Read on for what what caused the problem, how I've resolved it, the steps I've taken to mitigate it, and what I wish was possible to limit damage following a situation like this in the future.

Automatic deployments

I update this site using a GitHub action; triggering a build of my static site and transferring the web assets over to AWS S3 where I statically host my website.

It's within this S3 sync command that I made the galling mistake...

aws s3 sync ./_site s3://martinhicks.net --cache-control max-age=31536000 --delete --acl=public-read --follow-symlinks

If you're not familiar with the AWS S3 cli - this command transfers the directory /_site to the S3 bucket hosting this website.

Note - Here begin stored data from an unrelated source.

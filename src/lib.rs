//! Provides geometric editing tools for cuboid block model JSON files.
//!
//! Block models (as used by Minecraft and compatible games) describe a shape
//! as axis-aligned boxes with textured faces. This crate resizes, rotates,
//! translates and combines such models while keeping their textures mapped,
//! then writes them back in a compact, hand-editable layout.
//!
//! # Build
//! ```text
//! cargo build --release
//! ```
//!
//! # Usage
//! ```text
//! modeltools --tool rotate --opt 90,y models/block/lamp.json
//! modeltools -t resize --opt "0.5;8,0,8" -s _small models/block/*.json
//! ```
//!
//! # Examples
//! ```
//! use modeltools::formatter::FormatOptions;
//! use modeltools::tools::{self, Operation};
//!
//! let model = br#"{ "elements": [ { "from": [0, 0, 0], "to": [16, 16, 16] } ] }"#;
//! let op = Operation::parse("resize", "0.5").unwrap();
//! let out = tools::run(model, &op, "cube", &FormatOptions::default()).unwrap();
//! assert!(out[0].text.contains(r#""from": [ 4, 4, 4 ]"#));
//! ```

pub mod formatter;
pub mod runner;
pub mod tools;
//! Provides cuboid face vocabulary and face-UV inference.
//!
//! A block model element is an axis-aligned box with up to six named faces.
//! This module knows which faces sweep into one another under a quarter turn
//! about each axis, and how to derive a face's default UV rectangle from the
//! element bounds when the model leaves it implicit.
//!
//! # Examples
//! ```
//! use modeltools::tools::shared::cube::{Axis, FaceName};
//!
//! assert_eq!(Axis::Y.face_cycle()[1], FaceName::East);
//! ```

use std::fmt;
use std::str::FromStr;

use glam::DVec3;
use serde::Deserialize;
use serde_json::{Map, Value};

use super::json::vec_to_json;
use crate::tools::{ToolError, ToolResult};

/// Side length of the texture canvas in model units.
pub const CANVAS_SIZE: f64 = 16.0;

/// A principal axis.
///
/// # Examples
/// ```
/// use modeltools::tools::shared::cube::Axis;
///
/// let axis: Axis = "Z".parse().unwrap();
/// assert_eq!(axis, Axis::Z);
/// assert!("w".parse::<Axis>().is_err());
/// ```
#[derive(Clone, Copy, Debug, PartialEq, Eq, Hash)]
pub enum Axis {
    X,
    Y,
    Z,
}

impl Axis {
    /// Returns the four faces that rotate into one another about this axis.
    ///
    /// A counter-clockwise quarter turn moves the face at position `i` to
    /// position `i + 1`.
    pub fn face_cycle(&self) -> [FaceName; 4] {
        use FaceName::*;
        match self {
            Axis::X => [Up, North, Down, South],
            Axis::Y => [Up, East, Down, West],
            Axis::Z => [East, North, West, South],
        }
    }
}

impl FromStr for Axis {
    type Err = ToolError;

    fn from_str(s: &str) -> Result<Self, Self::Err> {
        match s.trim().to_lowercase().as_str() {
            "x" => Ok(Axis::X),
            "y" => Ok(Axis::Y),
            "z" => Ok(Axis::Z),
            other => Err(ToolError::InvalidArgument(format!(
                "unknown axis `{other}`, expected x, y or z"
            ))),
        }
    }
}

impl fmt::Display for Axis {
    fn fmt(&self, f: &mut fmt::Formatter<'_>) -> fmt::Result {
        let name = match self {
            Axis::X => "x",
            Axis::Y => "y",
            Axis::Z => "z",
        };
        f.write_str(name)
    }
}

/// One of the six faces of an element.
///
/// Deserializes from its lowercase JSON name, as used by `cullface`.
///
/// # Examples
/// ```
/// use serde::Deserialize;
/// use serde_json::json;
///
/// use modeltools::tools::shared::cube::FaceName;
///
/// assert_eq!(FaceName::from_key("north"), Some(FaceName::North));
/// assert_eq!(FaceName::from_key("top"), None);
/// assert_eq!(FaceName::West.as_str(), "west");
/// assert_eq!(FaceName::deserialize(&json!("east")).ok(), Some(FaceName::East));
/// ```
#[derive(Clone, Copy, Debug, PartialEq, Eq, Hash, Deserialize)]
#[serde(rename_all = "lowercase")]
pub enum FaceName {
    Up,
    Down,
    North,
    South,
    East,
    West,
}

impl FaceName {
    /// All faces, in the order block models conventionally list them.
    pub const ALL: [FaceName; 6] = [
        FaceName::Down,
        FaceName::Up,
        FaceName::North,
        FaceName::South,
        FaceName::West,
        FaceName::East,
    ];

    /// Looks up a face by its JSON key.
    pub fn from_key(key: &str) -> Option<Self> {
        Self::ALL.into_iter().find(|face| face.as_str() == key)
    }

    /// Returns the JSON key of this face.
    pub fn as_str(&self) -> &'static str {
        match self {
            FaceName::Up => "up",
            FaceName::Down => "down",
            FaceName::North => "north",
            FaceName::South => "south",
            FaceName::East => "east",
            FaceName::West => "west",
        }
    }

    /// Returns the `(u, v)` coordinate indices this face's texture spans.
    ///
    /// Up/down map x and z, north/south map x and y, east/west map z and y.
    pub fn uv_axes(&self) -> (usize, usize) {
        match self {
            FaceName::Up | FaceName::Down => (0, 2),
            FaceName::North | FaceName::South => (0, 1),
            FaceName::East | FaceName::West => (2, 1),
        }
    }

    /// Whether the face is one of the four vertical sides.
    pub fn is_side(&self) -> bool {
        !matches!(self, FaceName::Up | FaceName::Down)
    }
}

impl fmt::Display for FaceName {
    fn fmt(&self, f: &mut fmt::Formatter<'_>) -> fmt::Result {
        f.write_str(self.as_str())
    }
}

/// How inferred UVs treat the v axis.
#[derive(Clone, Copy, Debug, PartialEq, Eq)]
pub enum UvMode {
    /// UVs copied straight from the element bounds.
    Planar,
    /// Side faces read v as `16 - v`, matching the canvas orientation a
    /// rotated element is textured against.
    FlippedSides,
}

/// Computes the default UV rectangle of `face` for an element spanning
/// `from`..`to`.
///
/// # Examples
/// ```
/// use glam::DVec3;
///
/// use modeltools::tools::shared::cube::{default_uv, FaceName, UvMode};
///
/// let from = DVec3::new(2.0, 0.0, 4.0);
/// let to = DVec3::new(14.0, 6.0, 12.0);
/// assert_eq!(default_uv(FaceName::Up, from, to, UvMode::Planar), [2.0, 4.0, 14.0, 12.0]);
/// assert_eq!(
///     default_uv(FaceName::North, from, to, UvMode::FlippedSides),
///     [2.0, 10.0, 14.0, 16.0]
/// );
/// ```
pub fn default_uv(face: FaceName, from: DVec3, to: DVec3, mode: UvMode) -> [f64; 4] {
    let (u, v) = face.uv_axes();
    if mode == UvMode::FlippedSides && face.is_side() {
        [from[u], CANVAS_SIZE - to[v], to[u], CANVAS_SIZE - from[v]]
    } else {
        [from[u], from[v], to[u], to[v]]
    }
}

/// Fills in `uv` for every face of `faces` that lacks one.
///
/// Faces with an explicit `uv` and keys that are not face names are left
/// alone, so running this twice changes nothing the second time.
///
/// # Errors
/// Returns [`ToolError::MalformedDocument`] if a face is not a JSON object.
///
/// # Examples
/// ```
/// use glam::DVec3;
/// use serde_json::json;
///
/// use modeltools::tools::shared::cube::{infer_face_uvs, UvMode};
///
/// let mut faces = json!({ "up": { "texture": "#all" } });
/// let faces = faces.as_object_mut().unwrap();
/// infer_face_uvs(faces, DVec3::ZERO, DVec3::splat(16.0), UvMode::Planar).unwrap();
/// assert_eq!(faces["up"]["uv"], json!([0, 0, 16, 16]));
/// ```
pub fn infer_face_uvs(
    faces: &mut Map<String, Value>,
    from: DVec3,
    to: DVec3,
    mode: UvMode,
) -> ToolResult<()> {
    for (key, face) in faces.iter_mut() {
        let Some(name) = FaceName::from_key(key) else {
            continue;
        };
        let face = face.as_object_mut().ok_or_else(|| {
            ToolError::MalformedDocument(format!("face `{key}` is not an object"))
        })?;
        if face.contains_key("uv") {
            continue;
        }

        let uv = default_uv(name, from, to, mode);
        tracing::debug!(face = %name, ?uv, "inferred face uv");
        face.insert("uv".to_string(), vec_to_json(&uv)?);
    }
    Ok(())
}
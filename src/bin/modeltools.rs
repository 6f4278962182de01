//! Provides the `modeltools` command-line tool.
//!
//! Usage: `modeltools --tool <name> [--opt <args>] [options] <file>...`
//!
//! Applies one tool to every listed model file. Output replaces the input
//! unless `--suffix` or `--output` is given.
//!
//! # Examples
//! ```text
//! modeltools -t rotate --opt 90,y,8,8,8 lamp.json
//! modeltools -t combine --opt "base_a.json,base_b.json top.json" lamp.json
//! ```

use std::io::{self, BufRead, IsTerminal};
use std::path::PathBuf;
use std::process;

use anyhow::{bail, Context, Result};
use clap::Parser;
use tracing_subscriber::EnvFilter;

use modeltools::formatter::FormatOptions;
use modeltools::runner::{self, OutputTarget};
use modeltools::tools;

#[derive(Parser, Debug)]
#[command(name = "modeltools")]
#[command(
    about = "Resize, rotate, translate and combine block model JSON files",
    long_about = None
)]
struct Cli {
    /// The tool to use: resize, resizeitem, rotate, translate or combine
    #[arg(short, long)]
    tool: String,

    /// Options for the tool (run with an unknown value to see its pattern)
    #[arg(long = "opt", visible_alias = "tool-options", allow_hyphen_values = true)]
    opt: Option<String>,

    /// Suffix added to each output file name
    #[arg(short, long, conflicts_with = "output")]
    suffix: Option<String>,

    /// Output file
    #[arg(short, long, visible_alias = "out")]
    output: Option<PathBuf>,

    /// Indentation string
    #[arg(short, long, default_value = "    ")]
    indent: String,

    /// Verbose output
    #[arg(short, long)]
    verbose: bool,

    /// Read extra whitespace-separated file arguments from standard input
    #[arg(long)]
    stdin: bool,

    /// Model files to process
    files: Vec<PathBuf>,
}

fn init_logging(verbose: bool) {
    let default = if verbose { "debug" } else { "info" };
    let filter = EnvFilter::try_from_default_env().unwrap_or_else(|_| EnvFilter::new(default));
    tracing_subscriber::fmt()
        .with_env_filter(filter)
        .with_writer(io::stderr)
        .init();
}

fn stdin_files() -> Result<Vec<PathBuf>> {
    let stdin = io::stdin();
    if stdin.is_terminal() {
        return Ok(Vec::new());
    }
    let mut files = Vec::new();
    for line in stdin.lock().lines() {
        let line = line.context("failed to read file list from stdin")?;
        files.extend(line.split_whitespace().map(PathBuf::from));
    }
    Ok(files)
}

fn main() -> Result<()> {
    let mut cli = Cli::parse();
    init_logging(cli.verbose);

    let entry = match tools::find_tool(&cli.tool) {
        Some(entry) => entry,
        None => bail!("tool `{}` does not exist", cli.tool.to_lowercase()),
    };
    let raw = cli
        .opt
        .as_deref()
        .with_context(|| format!("tool requires option: {}", entry.value_pattern))?;
    let op = entry
        .parse(raw)
        .with_context(|| format!("expected {}", entry.value_pattern))?;
    tracing::debug!(?op, "parsed tool options");

    if cli.stdin {
        cli.files.extend(stdin_files()?);
    }
    if cli.files.is_empty() {
        bail!("no model files given");
    }

    let target = match (cli.suffix, cli.output) {
        (Some(suffix), _) => OutputTarget::Suffix(suffix),
        (None, Some(path)) => OutputTarget::Path(path),
        (None, None) => OutputTarget::InPlace,
    };
    let options = FormatOptions { indent: cli.indent };

    let report = runner::process_files(&cli.files, &target, &op, &options);
    eprintln!(
        "{} file(s) written, {} input(s) failed",
        report.written.len(),
        report.failed.len()
    );
    if !report.is_success() {
        process::exit(1);
    }
    Ok(())
}
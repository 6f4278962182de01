//! Provides the `resize` operator: uniform scaling of every element about a pivot.
//!
//! Face UVs that were left implicit are pinned to the pre-resize bounds first,
//! so the texture mapping of the scaled model matches the original.
//!
//! # Examples
//! ```
//! use serde_json::json;
//!
//! use modeltools::tools::resize::ResizeArgs;
//! use modeltools::tools::Transform;
//!
//! let mut model = json!({ "elements": [ { "from": [0, 0, 0], "to": [16, 16, 16] } ] });
//! let args: ResizeArgs = "0.5".parse().unwrap();
//! args.transform(&mut model).unwrap();
//! assert_eq!(model["elements"][0]["from"], json!([4, 4, 4]));
//! ```

use std::str::FromStr;

use glam::DVec3;
use serde_json::Value;

use super::shared::cube::{infer_face_uvs, UvMode};
use super::shared::json::for_each_element;
use super::shared::rotation::{scale_about_pivot, CANVAS_CENTER};
use super::{parse_number, parse_vec3_arg, ToolError, ToolResult, Transform};

/// Argument grammar accepted by [`ResizeArgs::from_str`].
pub const VALUE_PATTERN: &str = "<magnitude>[;<originX>,<originY>,<originZ>]";

/// Arguments of the `resize` operator.
#[derive(Clone, Debug, PartialEq)]
pub struct ResizeArgs {
    /// The scale factor.
    pub magnitude: f64,
    /// The fixed point of the scaling; defaults to the canvas centre.
    pub pivot: DVec3,
}

impl ResizeArgs {
    /// Creates arguments scaling by `magnitude` about the canvas centre.
    pub fn new(magnitude: f64) -> Self {
        Self {
            magnitude,
            pivot: CANVAS_CENTER,
        }
    }

    /// Uses `pivot` as the fixed point instead of the canvas centre.
    pub fn with_pivot(mut self, pivot: DVec3) -> Self {
        self.pivot = pivot;
        self
    }
}

impl FromStr for ResizeArgs {
    type Err = ToolError;

    fn from_str(s: &str) -> Result<Self, Self::Err> {
        let mut parts = s.split(';');
        let magnitude = parse_number(parts.next().unwrap_or_default(), "magnitude")?;
        let pivot = match parts.next() {
            Some(pivot) => parse_vec3_arg(pivot, "origin")?,
            None => CANVAS_CENTER,
        };
        if parts.next().is_some() {
            return Err(ToolError::InvalidArgument(format!(
                "`{s}` does not match {VALUE_PATTERN}"
            )));
        }
        Ok(Self { magnitude, pivot })
    }
}

impl Transform for ResizeArgs {
    fn transform(&self, document: &mut Value) -> ToolResult<()> {
        tracing::debug!(magnitude = self.magnitude, pivot = ?self.pivot, "resizing model");

        for_each_element(document, |index, mut element| {
            let from = element.from()?;
            let to = element.to()?;

            if let Some(faces) = element.faces_mut()? {
                infer_face_uvs(faces, from, to, UvMode::Planar)?;
            }

            let new_from = scale_about_pivot(from, self.pivot, self.magnitude);
            let new_to = scale_about_pivot(to, self.pivot, self.magnitude);
            tracing::debug!(index, ?from, ?to, ?new_from, ?new_to, "resized element");
            element.set_from(new_from)?;
            element.set_to(new_to)?;

            element.map_rotation_origin(|origin| {
                scale_about_pivot(origin, self.pivot, self.magnitude)
            })
        })
    }
}
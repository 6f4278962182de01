//! Provides the block-model pretty-printer.
//!
//! Output follows ordinary indented JSON except for the shapes block model
//! authors read most: coordinate triples, element rotation blocks and face
//! definitions are each kept on a single line.
//!
//! ```text
//! {
//!     "elements": [
//!         {
//!             "from": [ 0, 0, 0 ],
//!             "to": [ 16, 16, 16 ],
//!             "rotation": { "origin": [ 8, 8, 8 ], "axis": "y", "angle": 45 },
//!             "faces": {
//!                 "up":    { "uv": [ 0, 0, 16, 16 ], "texture": "#top", "cullface": "up" },
//!                 "north": { "uv": [ 0, 0, 16, 16 ], "texture": "#side" }
//!             }
//!         }
//!     ]
//! }
//! ```
//!
//! # Examples
//! ```
//! use modeltools::formatter::{format, FormatOptions};
//!
//! let text = format(r#"{"to":[1,2,3]}"#, &FormatOptions::default()).unwrap();
//! assert_eq!(text, "{\n    \"to\": [ 1, 2, 3 ]\n}\n");
//! ```

use serde_json::{Map, Value};

use crate::tools::shared::cube::FaceName;
use crate::tools::{ToolError, ToolResult};

/// Keys whose three-element arrays are printed on one line.
const VECTOR_KEYS: [&str; 5] = ["from", "to", "rotation", "scale", "translation"];

/// Face fields in the order they are printed; anything else follows.
const FACE_FIELDS: [&str; 5] = ["uv", "texture", "cullface", "rotation", "tintindex"];

/// Width face names are padded to so face definitions line up.
const FACE_NAME_WIDTH: usize = 6;

/// Options controlling the printed layout.
///
/// # Examples
/// ```
/// use modeltools::formatter::FormatOptions;
///
/// assert_eq!(FormatOptions::default().indent, "    ");
/// ```
#[derive(Clone, Debug, PartialEq, Eq)]
pub struct FormatOptions {
    /// The string used for one level of indentation.
    pub indent: String,
}

impl Default for FormatOptions {
    fn default() -> Self {
        Self {
            indent: "    ".to_string(),
        }
    }
}

/// Re-lays out serialized JSON text.
///
/// Formatting already formatted text returns it unchanged.
///
/// # Errors
/// Returns [`ToolError::MalformedDocument`] if `json` is not valid JSON.
pub fn format(json: &str, options: &FormatOptions) -> ToolResult<String> {
    let value: Value = serde_json::from_str(json)
        .map_err(|e| ToolError::MalformedDocument(format!("failed to parse JSON: {e}")))?;
    Ok(format_value(&value, options))
}

/// Prints `value` in the block-model layout, ending with a newline.
pub fn format_value(value: &Value, options: &FormatOptions) -> String {
    let mut printer = Printer {
        out: String::new(),
        indent: &options.indent,
    };
    printer.write_value(value, 0, None);
    printer.out.push('\n');
    printer.out
}

struct Printer<'a> {
    out: String,
    indent: &'a str,
}

impl Printer<'_> {
    fn newline(&mut self, depth: usize) {
        self.out.push('\n');
        for _ in 0..depth {
            self.out.push_str(self.indent);
        }
    }

    /// Writes a value laid out over multiple lines. `key` is the member name
    /// the value sits under, if any.
    fn write_value(&mut self, value: &Value, depth: usize, key: Option<&str>) {
        match value {
            Value::Object(map) if !map.is_empty() => {
                self.out.push('{');
                for (i, (member, child)) in map.iter().enumerate() {
                    if i > 0 {
                        self.out.push(',');
                    }
                    self.newline(depth + 1);
                    self.write_member(member, child, depth + 1, key == Some("faces"));
                }
                self.newline(depth);
                self.out.push('}');
            }
            Value::Array(items) if !items.is_empty() => {
                self.out.push('[');
                for (i, item) in items.iter().enumerate() {
                    if i > 0 {
                        self.out.push(',');
                    }
                    self.newline(depth + 1);
                    self.write_value(item, depth + 1, None);
                }
                self.newline(depth);
                self.out.push(']');
            }
            other => self.out.push_str(&inline(other)),
        }
    }

    fn write_member(&mut self, key: &str, value: &Value, depth: usize, in_faces: bool) {
        let quoted = quote(key);

        if in_faces && FaceName::from_key(key).is_some() {
            if let Value::Object(face) = value {
                let padding = FACE_NAME_WIDTH.saturating_sub(key.len()).max(1);
                self.out.push_str(&quoted);
                self.out.push(':');
                self.out.push_str(&" ".repeat(padding));
                self.out.push_str(&face_line(face));
                return;
            }
        }

        self.out.push_str(&quoted);
        self.out.push_str(": ");

        if VECTOR_KEYS.contains(&key) && is_scalar_triple(value) {
            self.out.push_str(&inline(value));
        } else if let Some(line) = (key == "rotation").then(|| rotation_line(value)).flatten() {
            self.out.push_str(&line);
        } else {
            self.write_value(value, depth, Some(key));
        }
    }
}

fn is_scalar_triple(value: &Value) -> bool {
    value.as_array().is_some_and(|items| {
        items.len() == 3 && items.iter().all(|v| !v.is_array() && !v.is_object())
    })
}

/// `{ "origin": [ .. ], "axis": .., "angle": .. }` followed by any other fields.
fn rotation_line(value: &Value) -> Option<String> {
    let block = value.as_object()?;
    let origin = block.get("origin").filter(|o| is_scalar_triple(o))?;
    let axis = block.get("axis")?;
    let angle = block.get("angle")?;

    let mut fields = vec![
        ("origin", origin),
        ("axis", axis),
        ("angle", angle),
    ];
    fields.extend(
        block
            .iter()
            .filter(|(k, _)| !matches!(k.as_str(), "origin" | "axis" | "angle"))
            .map(|(k, v)| (k.as_str(), v)),
    );
    Some(inline_fields(fields))
}

fn face_line(face: &Map<String, Value>) -> String {
    let mut fields: Vec<(&str, &Value)> = FACE_FIELDS
        .iter()
        .filter_map(|field| face.get(*field).map(|v| (*field, v)))
        .collect();
    fields.extend(
        face.iter()
            .filter(|(k, _)| !FACE_FIELDS.contains(&k.as_str()))
            .map(|(k, v)| (k.as_str(), v)),
    );
    if fields.is_empty() {
        "{ }".to_string()
    } else {
        inline_fields(fields)
    }
}

fn inline_fields(fields: Vec<(&str, &Value)>) -> String {
    let body: Vec<String> = fields
        .into_iter()
        .map(|(k, v)| format!("{}: {}", quote(k), inline(v)))
        .collect();
    format!("{{ {} }}", body.join(", "))
}

/// Single-line rendering with spaces inside brackets.
fn inline(value: &Value) -> String {
    match value {
        Value::Array(items) if !items.is_empty() => {
            let body: Vec<String> = items.iter().map(inline).collect();
            format!("[ {} ]", body.join(", "))
        }
        Value::Object(map) if !map.is_empty() => {
            inline_fields(map.iter().map(|(k, v)| (k.as_str(), v)).collect())
        }
        Value::Array(_) => "[]".to_string(),
        Value::Object(_) => "{}".to_string(),
        scalar => scalar.to_string(),
    }
}

fn quote(key: &str) -> String {
    Value::from(key).to_string()
}
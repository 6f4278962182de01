//! Provides file-level processing: choosing output paths and replacing files safely.
//!
//! The operators themselves never touch the filesystem. This module reads an
//! input model, runs an [`Operation`] on it and writes the results, always via
//! a temporary file in the destination directory that is moved into place
//! once complete, so a failed run never leaves a half-written model behind.
//!
//! # Examples
//! ```
//! use std::path::{Path, PathBuf};
//!
//! use modeltools::runner::OutputTarget;
//!
//! let target = OutputTarget::Suffix("_big".to_string());
//! assert_eq!(target.resolve(Path::new("block/lamp.json")), PathBuf::from("block/lamp_big.json"));
//! ```

use std::io::Write;
use std::path::{Path, PathBuf};

use tempfile::NamedTempFile;

use crate::formatter::FormatOptions;
use crate::tools::{self, Operation, ToolError, ToolResult};

/// Where the output for an input file goes.
#[derive(Clone, Debug, Default, PartialEq, Eq)]
pub enum OutputTarget {
    /// Replace the input file.
    #[default]
    InPlace,
    /// Write next to the input, with this suffix added to the file stem.
    Suffix(String),
    /// Write to this exact path.
    Path(PathBuf),
}

impl OutputTarget {
    /// Returns the output path for `input`.
    pub fn resolve(&self, input: &Path) -> PathBuf {
        match self {
            OutputTarget::InPlace => input.to_path_buf(),
            OutputTarget::Path(path) => path.clone(),
            OutputTarget::Suffix(suffix) => {
                let stem = input
                    .file_stem()
                    .map(|s| s.to_string_lossy().into_owned())
                    .unwrap_or_default();
                let name = match input.extension() {
                    Some(ext) => format!("{stem}{suffix}.{}", ext.to_string_lossy()),
                    None => format!("{stem}{suffix}"),
                };
                input.with_file_name(name)
            }
        }
    }
}

fn parent_dir(path: &Path) -> PathBuf {
    match path.parent() {
        Some(parent) if !parent.as_os_str().is_empty() => parent.to_path_buf(),
        _ => PathBuf::from("."),
    }
}

/// Writes `contents` to `path` through a temporary file in the same directory.
///
/// # Errors
/// Returns [`ToolError::Io`] if the temporary file cannot be created, written
/// or moved over `path`.
pub fn write_atomic(path: &Path, contents: &str) -> ToolResult<()> {
    stage(path, contents)?.persist(path)
}

/// A fully written temporary file waiting to be moved over its destination.
struct Staged {
    temp: NamedTempFile,
}

impl Staged {
    fn persist(self, path: &Path) -> ToolResult<()> {
        self.temp.persist(path).map_err(|e| ToolError::Io(e.error))?;
        Ok(())
    }
}

fn stage(path: &Path, contents: &str) -> ToolResult<Staged> {
    if path.is_dir() {
        return Err(ToolError::Io(std::io::Error::other(format!(
            "`{}` is a directory",
            path.display()
        ))));
    }
    let mut temp = NamedTempFile::new_in(parent_dir(path))?;
    temp.write_all(contents.as_bytes())?;
    temp.flush()?;
    Ok(Staged { temp })
}

/// Runs `op` on one file and writes its outputs.
///
/// Transforming tools write to `target`. Combine leaves `target` alone and
/// writes one `<stem>_<member>....json` file per variant beside it.
///
/// Every output is written to a temporary file before any of them is moved
/// into place, so a combine that cannot write one variant writes none. Only a
/// failed rename after staging can leave earlier variants in place.
///
/// # Errors
/// Returns an error if the input cannot be read, the tool fails, or an output
/// cannot be written.
pub fn process_file(
    input: &Path,
    target: &OutputTarget,
    op: &Operation,
    options: &FormatOptions,
) -> ToolResult<Vec<PathBuf>> {
    let output = target.resolve(input);
    let base_name = output
        .file_stem()
        .map(|s| s.to_string_lossy().into_owned())
        .unwrap_or_default();

    tracing::debug!(
        input = %input.display(),
        output = %output.display(),
        tool = op.name(),
        "processing"
    );
    let data = std::fs::read(input)?;
    let rendered = tools::run(&data, op, &base_name, options)?;

    let staged = rendered
        .into_iter()
        .map(|model| {
            let path = match &model.variant {
                Some(name) => parent_dir(&output).join(format!("{name}.json")),
                None => output.clone(),
            };
            let file = stage(&path, &model.text)?;
            Ok((path, file))
        })
        .collect::<ToolResult<Vec<_>>>()?;

    let mut written = Vec::with_capacity(staged.len());
    for (path, file) in staged {
        file.persist(&path)?;
        tracing::info!(path = %path.display(), "wrote model");
        written.push(path);
    }
    Ok(written)
}

/// The outcome of processing several files.
#[derive(Debug, Default)]
pub struct BatchReport {
    /// Every file written.
    pub written: Vec<PathBuf>,
    /// Inputs that failed, with their error.
    pub failed: Vec<(PathBuf, ToolError)>,
}

impl BatchReport {
    pub fn is_success(&self) -> bool {
        self.failed.is_empty()
    }
}

/// Runs `op` on every input; one file failing does not stop the others.
pub fn process_files<P: AsRef<Path>>(
    inputs: &[P],
    target: &OutputTarget,
    op: &Operation,
    options: &FormatOptions,
) -> BatchReport {
    let mut report = BatchReport::default();
    for input in inputs {
        let input = input.as_ref();
        match process_file(input, target, op, options) {
            Ok(paths) => report.written.extend(paths),
            Err(e) => {
                tracing::error!(
                    input = %input.display(),
                    error = %e,
                    "error executing tool on file"
                );
                report.failed.push((input.to_path_buf(), e));
            }
        }
    }
    report
}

As you can see I use a number of CLI params:

--delete: This tells the s3 sync command to delete any items that exist in the destination bucket, but aren't in the local source directory (perfect for clearing up old, no-longer needed objects).
--acl=public-read: Every object uploaded to the bucket has public read enabled - this being a public website, you need every asset to be available. Omitting this would prevent you from accessing the page, despite the bucket itself being public
--follow-symlink: I think this is a default actually, but added it in just to make sure any content symlinked into that source directory was actually transferred
--cache-control: The biggie, the doozy.

Here I inform S3 to set the Cache-Control header - a header S3 will include when returning a request for each individual web asset - a html page, a css file, an image, a sitemap.xml... i.e. everything I've just synced.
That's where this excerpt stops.